Lines below containing the word "price" should be copied out.

++++

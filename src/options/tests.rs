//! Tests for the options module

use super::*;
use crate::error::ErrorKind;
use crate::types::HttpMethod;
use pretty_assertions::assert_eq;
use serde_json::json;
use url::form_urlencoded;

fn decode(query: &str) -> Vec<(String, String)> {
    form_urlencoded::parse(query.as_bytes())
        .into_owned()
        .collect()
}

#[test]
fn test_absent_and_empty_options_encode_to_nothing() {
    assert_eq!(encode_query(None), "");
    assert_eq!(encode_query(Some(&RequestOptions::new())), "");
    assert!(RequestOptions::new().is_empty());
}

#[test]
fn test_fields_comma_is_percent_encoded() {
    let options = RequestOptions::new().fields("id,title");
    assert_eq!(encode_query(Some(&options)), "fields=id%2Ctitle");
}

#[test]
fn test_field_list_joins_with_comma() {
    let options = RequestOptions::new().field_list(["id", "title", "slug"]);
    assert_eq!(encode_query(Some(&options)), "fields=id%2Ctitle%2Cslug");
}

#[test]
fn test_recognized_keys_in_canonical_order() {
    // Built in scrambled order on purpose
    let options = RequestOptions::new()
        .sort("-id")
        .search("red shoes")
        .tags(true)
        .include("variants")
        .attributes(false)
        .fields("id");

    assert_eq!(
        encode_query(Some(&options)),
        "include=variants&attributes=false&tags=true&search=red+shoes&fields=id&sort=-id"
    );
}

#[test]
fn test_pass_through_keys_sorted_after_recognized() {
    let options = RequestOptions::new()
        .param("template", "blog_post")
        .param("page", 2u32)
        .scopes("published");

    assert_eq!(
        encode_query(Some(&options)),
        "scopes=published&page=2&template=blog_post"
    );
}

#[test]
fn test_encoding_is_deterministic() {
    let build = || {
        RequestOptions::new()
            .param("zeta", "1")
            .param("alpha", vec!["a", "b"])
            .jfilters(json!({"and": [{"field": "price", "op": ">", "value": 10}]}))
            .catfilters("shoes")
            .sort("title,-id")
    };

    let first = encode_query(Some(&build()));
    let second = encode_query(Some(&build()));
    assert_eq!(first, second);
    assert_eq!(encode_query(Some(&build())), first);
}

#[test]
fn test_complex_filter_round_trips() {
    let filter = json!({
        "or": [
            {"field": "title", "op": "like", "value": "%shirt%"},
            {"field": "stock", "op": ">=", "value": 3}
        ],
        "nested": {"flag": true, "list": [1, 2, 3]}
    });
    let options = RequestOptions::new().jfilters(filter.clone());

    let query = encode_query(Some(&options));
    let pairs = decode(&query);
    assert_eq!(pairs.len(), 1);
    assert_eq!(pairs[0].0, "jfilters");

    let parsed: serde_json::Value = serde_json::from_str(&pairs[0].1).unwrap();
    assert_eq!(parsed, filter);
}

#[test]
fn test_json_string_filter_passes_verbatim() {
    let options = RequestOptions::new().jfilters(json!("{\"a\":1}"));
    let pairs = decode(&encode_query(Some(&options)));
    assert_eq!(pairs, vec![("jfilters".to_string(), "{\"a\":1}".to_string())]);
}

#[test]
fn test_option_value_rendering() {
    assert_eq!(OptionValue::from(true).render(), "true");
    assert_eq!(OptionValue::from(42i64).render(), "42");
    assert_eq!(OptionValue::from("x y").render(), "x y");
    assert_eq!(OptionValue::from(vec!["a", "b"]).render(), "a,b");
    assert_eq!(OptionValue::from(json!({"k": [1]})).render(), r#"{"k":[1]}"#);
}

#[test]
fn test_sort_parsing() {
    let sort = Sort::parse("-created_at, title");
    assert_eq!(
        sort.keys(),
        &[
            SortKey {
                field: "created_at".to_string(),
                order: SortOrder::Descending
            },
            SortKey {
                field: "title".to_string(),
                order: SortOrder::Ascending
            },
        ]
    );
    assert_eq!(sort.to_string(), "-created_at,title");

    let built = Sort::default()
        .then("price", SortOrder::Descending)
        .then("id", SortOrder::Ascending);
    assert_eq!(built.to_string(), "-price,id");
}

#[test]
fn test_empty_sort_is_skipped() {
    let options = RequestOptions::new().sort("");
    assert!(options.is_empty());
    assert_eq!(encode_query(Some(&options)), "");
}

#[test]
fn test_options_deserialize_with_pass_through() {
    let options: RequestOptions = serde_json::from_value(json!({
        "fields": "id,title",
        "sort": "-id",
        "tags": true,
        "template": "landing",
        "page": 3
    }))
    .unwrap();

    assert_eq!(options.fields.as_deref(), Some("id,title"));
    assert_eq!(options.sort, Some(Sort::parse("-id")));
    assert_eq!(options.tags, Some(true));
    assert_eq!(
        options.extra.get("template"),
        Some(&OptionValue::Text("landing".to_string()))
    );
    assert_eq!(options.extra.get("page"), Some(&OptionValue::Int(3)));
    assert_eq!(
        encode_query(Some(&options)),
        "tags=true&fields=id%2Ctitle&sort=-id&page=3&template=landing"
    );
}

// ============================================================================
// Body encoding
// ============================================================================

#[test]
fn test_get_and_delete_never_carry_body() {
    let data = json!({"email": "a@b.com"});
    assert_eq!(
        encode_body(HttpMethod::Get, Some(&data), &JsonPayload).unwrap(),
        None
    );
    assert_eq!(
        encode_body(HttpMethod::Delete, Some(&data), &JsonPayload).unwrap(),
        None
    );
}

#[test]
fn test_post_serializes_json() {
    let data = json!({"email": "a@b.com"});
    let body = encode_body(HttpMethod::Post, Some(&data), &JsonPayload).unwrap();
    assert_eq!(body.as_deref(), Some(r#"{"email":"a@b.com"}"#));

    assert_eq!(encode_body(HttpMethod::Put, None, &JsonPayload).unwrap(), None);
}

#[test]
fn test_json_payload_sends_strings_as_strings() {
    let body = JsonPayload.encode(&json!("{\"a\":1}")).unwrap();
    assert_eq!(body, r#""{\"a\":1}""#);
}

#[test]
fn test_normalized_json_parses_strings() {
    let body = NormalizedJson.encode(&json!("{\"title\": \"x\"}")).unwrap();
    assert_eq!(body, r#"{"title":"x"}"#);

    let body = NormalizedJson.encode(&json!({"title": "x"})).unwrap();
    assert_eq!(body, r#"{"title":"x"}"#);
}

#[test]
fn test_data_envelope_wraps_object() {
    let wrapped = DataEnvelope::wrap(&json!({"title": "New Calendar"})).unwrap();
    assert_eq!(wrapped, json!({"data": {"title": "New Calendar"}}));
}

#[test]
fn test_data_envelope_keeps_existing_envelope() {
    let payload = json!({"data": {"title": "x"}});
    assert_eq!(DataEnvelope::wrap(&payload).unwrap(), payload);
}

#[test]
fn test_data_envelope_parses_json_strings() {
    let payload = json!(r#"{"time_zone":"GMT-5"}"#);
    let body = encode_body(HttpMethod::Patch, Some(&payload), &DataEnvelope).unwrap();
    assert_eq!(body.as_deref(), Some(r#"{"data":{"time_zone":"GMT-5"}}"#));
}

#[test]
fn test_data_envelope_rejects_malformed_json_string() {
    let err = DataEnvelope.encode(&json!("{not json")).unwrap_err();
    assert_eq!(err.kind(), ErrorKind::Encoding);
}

++++

Written reply:
            .jfilters(json!({"and": [{"field": "price", "op": ">", "value": 10}]}))
        .then("price", SortOrder::Descending)
    assert_eq!(built.to_string(), "-price,id");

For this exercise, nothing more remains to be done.